**Prompt**
Read the data that follows. Then repeat it exactly.

**Provided records**
──────

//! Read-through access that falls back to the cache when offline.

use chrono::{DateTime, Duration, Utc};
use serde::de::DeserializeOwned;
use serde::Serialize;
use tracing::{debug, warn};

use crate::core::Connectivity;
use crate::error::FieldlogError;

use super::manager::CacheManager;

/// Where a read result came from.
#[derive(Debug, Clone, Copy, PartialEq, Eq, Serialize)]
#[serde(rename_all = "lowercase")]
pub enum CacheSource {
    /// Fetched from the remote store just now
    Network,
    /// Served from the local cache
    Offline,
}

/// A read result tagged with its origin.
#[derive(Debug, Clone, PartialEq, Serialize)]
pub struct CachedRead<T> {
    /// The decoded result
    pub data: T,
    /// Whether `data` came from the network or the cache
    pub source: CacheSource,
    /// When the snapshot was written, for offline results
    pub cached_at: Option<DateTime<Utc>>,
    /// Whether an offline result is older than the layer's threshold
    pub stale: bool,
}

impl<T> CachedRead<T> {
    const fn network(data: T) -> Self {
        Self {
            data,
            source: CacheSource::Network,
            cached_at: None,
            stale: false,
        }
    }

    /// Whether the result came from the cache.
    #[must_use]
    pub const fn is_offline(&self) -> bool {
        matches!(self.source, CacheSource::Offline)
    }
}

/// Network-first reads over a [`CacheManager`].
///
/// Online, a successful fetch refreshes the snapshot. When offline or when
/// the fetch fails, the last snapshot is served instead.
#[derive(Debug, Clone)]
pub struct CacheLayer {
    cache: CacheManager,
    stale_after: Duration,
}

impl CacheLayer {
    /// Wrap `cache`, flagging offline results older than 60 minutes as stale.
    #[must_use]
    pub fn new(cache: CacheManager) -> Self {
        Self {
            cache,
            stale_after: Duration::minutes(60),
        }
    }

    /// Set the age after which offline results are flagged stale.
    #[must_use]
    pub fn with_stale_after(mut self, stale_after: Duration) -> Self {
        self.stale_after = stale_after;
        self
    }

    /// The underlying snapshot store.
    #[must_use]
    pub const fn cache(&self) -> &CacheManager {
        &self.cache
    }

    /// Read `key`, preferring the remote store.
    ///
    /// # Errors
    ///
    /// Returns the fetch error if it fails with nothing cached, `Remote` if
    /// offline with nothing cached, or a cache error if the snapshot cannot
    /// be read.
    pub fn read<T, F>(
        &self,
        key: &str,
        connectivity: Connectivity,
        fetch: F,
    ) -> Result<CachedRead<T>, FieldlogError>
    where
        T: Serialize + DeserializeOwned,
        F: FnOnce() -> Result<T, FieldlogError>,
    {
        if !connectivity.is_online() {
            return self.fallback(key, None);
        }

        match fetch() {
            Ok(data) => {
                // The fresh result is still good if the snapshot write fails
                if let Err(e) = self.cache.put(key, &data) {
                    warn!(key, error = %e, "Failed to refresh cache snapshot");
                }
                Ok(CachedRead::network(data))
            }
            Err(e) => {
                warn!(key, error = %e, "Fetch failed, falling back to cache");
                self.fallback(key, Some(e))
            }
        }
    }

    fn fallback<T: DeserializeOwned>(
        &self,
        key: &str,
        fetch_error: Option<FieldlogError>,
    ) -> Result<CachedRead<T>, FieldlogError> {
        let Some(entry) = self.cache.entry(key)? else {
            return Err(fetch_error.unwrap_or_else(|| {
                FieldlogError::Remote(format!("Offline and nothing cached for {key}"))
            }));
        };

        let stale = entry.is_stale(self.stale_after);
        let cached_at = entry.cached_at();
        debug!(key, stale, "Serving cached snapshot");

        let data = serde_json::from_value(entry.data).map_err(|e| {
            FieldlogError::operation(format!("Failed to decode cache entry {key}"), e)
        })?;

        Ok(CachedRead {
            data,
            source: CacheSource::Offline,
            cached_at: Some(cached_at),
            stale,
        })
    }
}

──────

**Task output**
//! Read-through access that falls back to the cache when offline.

use chrono::{DateTime, Duration, Utc};
use serde::de::DeserializeOwned;
use serde::Serialize;
use tracing::{debug, warn};

use crate::core::Connectivity;
use crate::error::FieldlogError;

use super::manager::CacheManager;

/// Where a read result came from.
#[derive(Debug, Clone, Copy, PartialEq, Eq, Serialize)]
#[serde(rename_all = "lowercase")]
pub enum CacheSource {
    /// Fetched from the remote store just now
    Network,
    /// Served from the local cache
    Offline,
}

/// A read result tagged with its origin.
#[derive(Debug, Clone, PartialEq, Serialize)]
pub struct CachedRead<T> {
    /// The decoded result
    pub data: T,
    /// Whether `data` came from the network or the cache
    pub source: CacheSource,
    /// When the snapshot was written, for offline results
    pub cached_at: Option<DateTime<Utc>>,
    /// Whether an offline result is older than the layer's threshold
    pub stale: bool,
}

impl<T> CachedRead<T> {
    const fn network(data: T) -> Self {
        Self {
            data,
            source: CacheSource::Network,
            cached_at: None,
            stale: false,
        }
    }

    /// Whether the result came from the cache.
    #[must_use]
    pub const fn is_offline(&self) -> bool {
        matches!(self.source, CacheSource::Offline)
    }
}

/// Network-first reads over a [`CacheManager`].
///
/// Online, a successful fetch refreshes the snapshot. When offline or when
/// the fetch fails, the last snapshot is served instead.
#[derive(Debug, Clone)]
pub struct CacheLayer {
    cache: CacheManager,
    stale_after: Duration,
}

impl CacheLayer {
    /// Wrap `cache`, flagging offline results older than 60 minutes as stale.
    #[must_use]
    pub fn new(cache: CacheManager) -> Self {
        Self {
            cache,
            stale_after: Duration::minutes(60),
        }
    }

    /// Set the age after which offline results are flagged stale.
    #[must_use]
    pub fn with_stale_after(mut self, stale_after: Duration) -> Self {
        self.stale_after = stale_after;
        self
    }

    /// The underlying snapshot store.
    #[must_use]
    pub const fn cache(&self) -> &CacheManager {
        &self.cache
    }

    /// Read `key`, preferring the remote store.
    ///
    /// # Errors
    ///
    /// Returns the fetch error if it fails with nothing cached, `Remote` if
    /// offline with nothing cached, or a cache error if the snapshot cannot
    /// be read.
    pub fn read<T, F>(
        &self,
        key: &str,
        connectivity: Connectivity,
        fetch: F,
    ) -> Result<CachedRead<T>, FieldlogError>
    where
        T: Serialize + DeserializeOwned,
        F: FnOnce() -> Result<T, FieldlogError>,
    {
        if !connectivity.is_online() {
            return self.fallback(key, None);
        }

        match fetch() {
            Ok(data) => {
                // The fresh result is still good if the snapshot write fails
                if let Err(e) = self.cache.put(key, &data) {
                    warn!(key, error = %e, "Failed to refresh cache snapshot");
                }
                Ok(CachedRead::network(data))
            }
            Err(e) => {
                warn!(key, error = %e, "Fetch failed, falling back to cache");
                self.fallback(key, Some(e))
            }
        }
    }

    fn fallback<T: DeserializeOwned>(
        &self,
        key: &str,
        fetch_error: Option<FieldlogError>,
    ) -> Result<CachedRead<T>, FieldlogError> {
        let Some(entry) = self.cache.entry(key)? else {
            return Err(fetch_error.unwrap_or_else(|| {
                FieldlogError::Remote(format!("Offline and nothing cached for {key}"))
            }));
        };

        let stale = entry.is_stale(self.stale_after);
        let cached_at = entry.cached_at();
        debug!(key, stale, "Serving cached snapshot");

        let data = serde_json::from_value(entry.data).map_err(|e| {
            FieldlogError::operation(format!("Failed to decode cache entry {key}"), e)
        })?;

        Ok(CachedRead {
            data,
            source: CacheSource::Offline,
            cached_at: Some(cached_at),
            stale,
        })
    }
}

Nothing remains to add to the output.